*What you need to do*: Would you please output, word for word, the span of the listing below that opens on the line containing "Log severity, most" and closes on the line containing "Whether a message"? Include both ends and nothing more.
Segment Open
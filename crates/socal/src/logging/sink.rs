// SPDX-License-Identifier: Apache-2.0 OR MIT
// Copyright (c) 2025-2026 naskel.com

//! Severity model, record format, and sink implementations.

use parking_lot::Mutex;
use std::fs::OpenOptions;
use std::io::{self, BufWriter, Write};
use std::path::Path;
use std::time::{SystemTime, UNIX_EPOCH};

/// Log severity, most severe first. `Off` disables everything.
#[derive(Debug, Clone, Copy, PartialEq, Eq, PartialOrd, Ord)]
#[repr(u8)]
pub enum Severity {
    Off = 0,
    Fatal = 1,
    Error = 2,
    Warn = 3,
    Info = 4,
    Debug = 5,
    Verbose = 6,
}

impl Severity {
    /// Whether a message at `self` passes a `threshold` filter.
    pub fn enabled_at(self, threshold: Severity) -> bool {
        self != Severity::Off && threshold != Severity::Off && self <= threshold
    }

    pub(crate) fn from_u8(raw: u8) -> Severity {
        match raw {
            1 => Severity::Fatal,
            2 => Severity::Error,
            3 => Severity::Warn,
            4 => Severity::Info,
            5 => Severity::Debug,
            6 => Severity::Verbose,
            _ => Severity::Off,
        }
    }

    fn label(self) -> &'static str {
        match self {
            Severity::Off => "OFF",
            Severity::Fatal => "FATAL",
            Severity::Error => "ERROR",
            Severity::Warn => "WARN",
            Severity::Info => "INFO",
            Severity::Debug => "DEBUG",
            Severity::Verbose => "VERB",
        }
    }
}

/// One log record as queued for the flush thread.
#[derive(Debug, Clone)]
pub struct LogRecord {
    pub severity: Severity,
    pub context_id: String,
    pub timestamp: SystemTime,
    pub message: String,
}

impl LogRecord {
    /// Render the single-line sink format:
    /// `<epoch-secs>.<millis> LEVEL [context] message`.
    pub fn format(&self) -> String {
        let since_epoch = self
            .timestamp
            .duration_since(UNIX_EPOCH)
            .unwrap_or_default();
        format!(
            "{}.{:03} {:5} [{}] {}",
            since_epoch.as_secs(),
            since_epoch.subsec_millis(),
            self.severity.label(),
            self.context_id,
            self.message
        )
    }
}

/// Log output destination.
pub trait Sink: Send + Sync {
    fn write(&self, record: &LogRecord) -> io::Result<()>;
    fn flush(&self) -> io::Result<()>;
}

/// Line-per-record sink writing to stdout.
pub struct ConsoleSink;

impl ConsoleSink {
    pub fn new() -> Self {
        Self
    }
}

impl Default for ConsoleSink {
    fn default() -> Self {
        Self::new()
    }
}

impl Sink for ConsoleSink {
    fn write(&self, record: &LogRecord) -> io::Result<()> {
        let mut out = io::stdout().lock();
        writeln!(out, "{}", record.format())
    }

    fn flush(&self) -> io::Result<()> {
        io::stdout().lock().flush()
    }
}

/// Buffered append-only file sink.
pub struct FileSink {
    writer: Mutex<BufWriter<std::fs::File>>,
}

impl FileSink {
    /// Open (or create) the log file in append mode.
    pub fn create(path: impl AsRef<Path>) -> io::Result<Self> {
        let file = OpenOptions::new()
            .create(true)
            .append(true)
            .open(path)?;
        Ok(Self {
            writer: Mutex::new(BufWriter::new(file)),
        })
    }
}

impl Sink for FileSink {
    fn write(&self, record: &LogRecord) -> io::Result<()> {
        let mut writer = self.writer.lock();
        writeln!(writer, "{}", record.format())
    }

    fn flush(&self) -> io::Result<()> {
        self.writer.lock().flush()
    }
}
Segment Closed
Segment Open
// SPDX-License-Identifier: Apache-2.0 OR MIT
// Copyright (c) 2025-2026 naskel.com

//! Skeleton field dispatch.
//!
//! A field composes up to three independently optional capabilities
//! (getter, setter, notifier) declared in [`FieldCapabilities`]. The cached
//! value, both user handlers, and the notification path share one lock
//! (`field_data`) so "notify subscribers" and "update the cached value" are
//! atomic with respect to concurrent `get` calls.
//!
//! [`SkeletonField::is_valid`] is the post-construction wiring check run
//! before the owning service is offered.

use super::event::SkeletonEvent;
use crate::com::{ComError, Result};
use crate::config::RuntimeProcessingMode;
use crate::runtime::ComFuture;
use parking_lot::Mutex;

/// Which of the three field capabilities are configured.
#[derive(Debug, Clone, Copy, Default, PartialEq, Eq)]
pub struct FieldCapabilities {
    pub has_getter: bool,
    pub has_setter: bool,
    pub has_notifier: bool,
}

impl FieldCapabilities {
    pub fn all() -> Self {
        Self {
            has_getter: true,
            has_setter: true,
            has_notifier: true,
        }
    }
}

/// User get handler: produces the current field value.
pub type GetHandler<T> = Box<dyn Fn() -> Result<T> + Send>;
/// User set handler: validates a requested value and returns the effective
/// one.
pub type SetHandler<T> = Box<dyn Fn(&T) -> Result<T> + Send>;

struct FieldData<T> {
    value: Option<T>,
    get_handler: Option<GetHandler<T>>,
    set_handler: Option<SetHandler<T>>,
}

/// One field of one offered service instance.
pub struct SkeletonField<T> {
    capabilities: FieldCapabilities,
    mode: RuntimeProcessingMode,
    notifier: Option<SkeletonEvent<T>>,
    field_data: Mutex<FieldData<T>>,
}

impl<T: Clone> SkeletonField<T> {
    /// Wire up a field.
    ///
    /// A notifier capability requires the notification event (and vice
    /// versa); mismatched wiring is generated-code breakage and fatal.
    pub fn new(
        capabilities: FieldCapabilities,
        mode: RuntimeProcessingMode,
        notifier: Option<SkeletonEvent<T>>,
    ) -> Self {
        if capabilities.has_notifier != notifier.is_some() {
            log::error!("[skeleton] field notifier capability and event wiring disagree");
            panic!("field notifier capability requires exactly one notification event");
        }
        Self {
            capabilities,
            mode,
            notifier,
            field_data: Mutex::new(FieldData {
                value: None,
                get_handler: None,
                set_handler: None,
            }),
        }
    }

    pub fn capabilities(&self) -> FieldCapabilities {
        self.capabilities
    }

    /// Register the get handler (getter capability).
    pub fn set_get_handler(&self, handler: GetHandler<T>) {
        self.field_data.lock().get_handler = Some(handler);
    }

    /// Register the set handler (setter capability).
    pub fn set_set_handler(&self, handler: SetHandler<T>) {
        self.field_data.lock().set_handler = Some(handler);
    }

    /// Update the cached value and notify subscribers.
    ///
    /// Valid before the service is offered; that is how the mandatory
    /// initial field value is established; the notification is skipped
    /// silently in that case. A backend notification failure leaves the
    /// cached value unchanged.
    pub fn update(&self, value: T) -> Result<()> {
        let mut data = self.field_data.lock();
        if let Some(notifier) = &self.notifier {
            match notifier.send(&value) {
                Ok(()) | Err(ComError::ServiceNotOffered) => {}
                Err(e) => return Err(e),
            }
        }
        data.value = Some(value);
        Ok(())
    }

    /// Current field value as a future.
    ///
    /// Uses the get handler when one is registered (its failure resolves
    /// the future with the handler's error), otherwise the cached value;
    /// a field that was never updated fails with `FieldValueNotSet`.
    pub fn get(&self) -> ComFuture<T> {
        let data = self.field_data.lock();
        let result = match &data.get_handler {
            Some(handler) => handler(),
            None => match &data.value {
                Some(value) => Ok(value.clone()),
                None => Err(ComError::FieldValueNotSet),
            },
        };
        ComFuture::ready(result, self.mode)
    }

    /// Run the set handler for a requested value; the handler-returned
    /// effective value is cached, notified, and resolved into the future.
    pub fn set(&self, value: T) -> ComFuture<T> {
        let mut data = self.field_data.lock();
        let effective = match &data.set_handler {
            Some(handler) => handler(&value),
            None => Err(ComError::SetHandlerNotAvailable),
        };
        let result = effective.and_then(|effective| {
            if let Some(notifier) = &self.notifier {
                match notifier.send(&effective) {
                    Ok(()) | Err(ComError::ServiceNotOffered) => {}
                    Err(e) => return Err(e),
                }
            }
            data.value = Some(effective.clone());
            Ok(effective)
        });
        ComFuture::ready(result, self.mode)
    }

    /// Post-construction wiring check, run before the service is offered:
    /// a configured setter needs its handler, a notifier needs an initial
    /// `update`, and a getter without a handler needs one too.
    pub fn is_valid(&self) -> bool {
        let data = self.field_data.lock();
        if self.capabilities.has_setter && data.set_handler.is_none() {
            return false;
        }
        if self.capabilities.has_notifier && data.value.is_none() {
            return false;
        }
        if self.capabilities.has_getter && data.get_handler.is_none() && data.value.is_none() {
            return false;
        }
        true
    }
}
Segment Closed
*Result below*:
/// Log severity, most severe first. `Off` disables everything.
#[derive(Debug, Clone, Copy, PartialEq, Eq, PartialOrd, Ord)]
#[repr(u8)]
pub enum Severity {
    Off = 0,
    Fatal = 1,
    Error = 2,
    Warn = 3,
    Info = 4,
    Debug = 5,
    Verbose = 6,
}

impl Severity {
    /// Whether a message at `self` passes a `threshold` filter.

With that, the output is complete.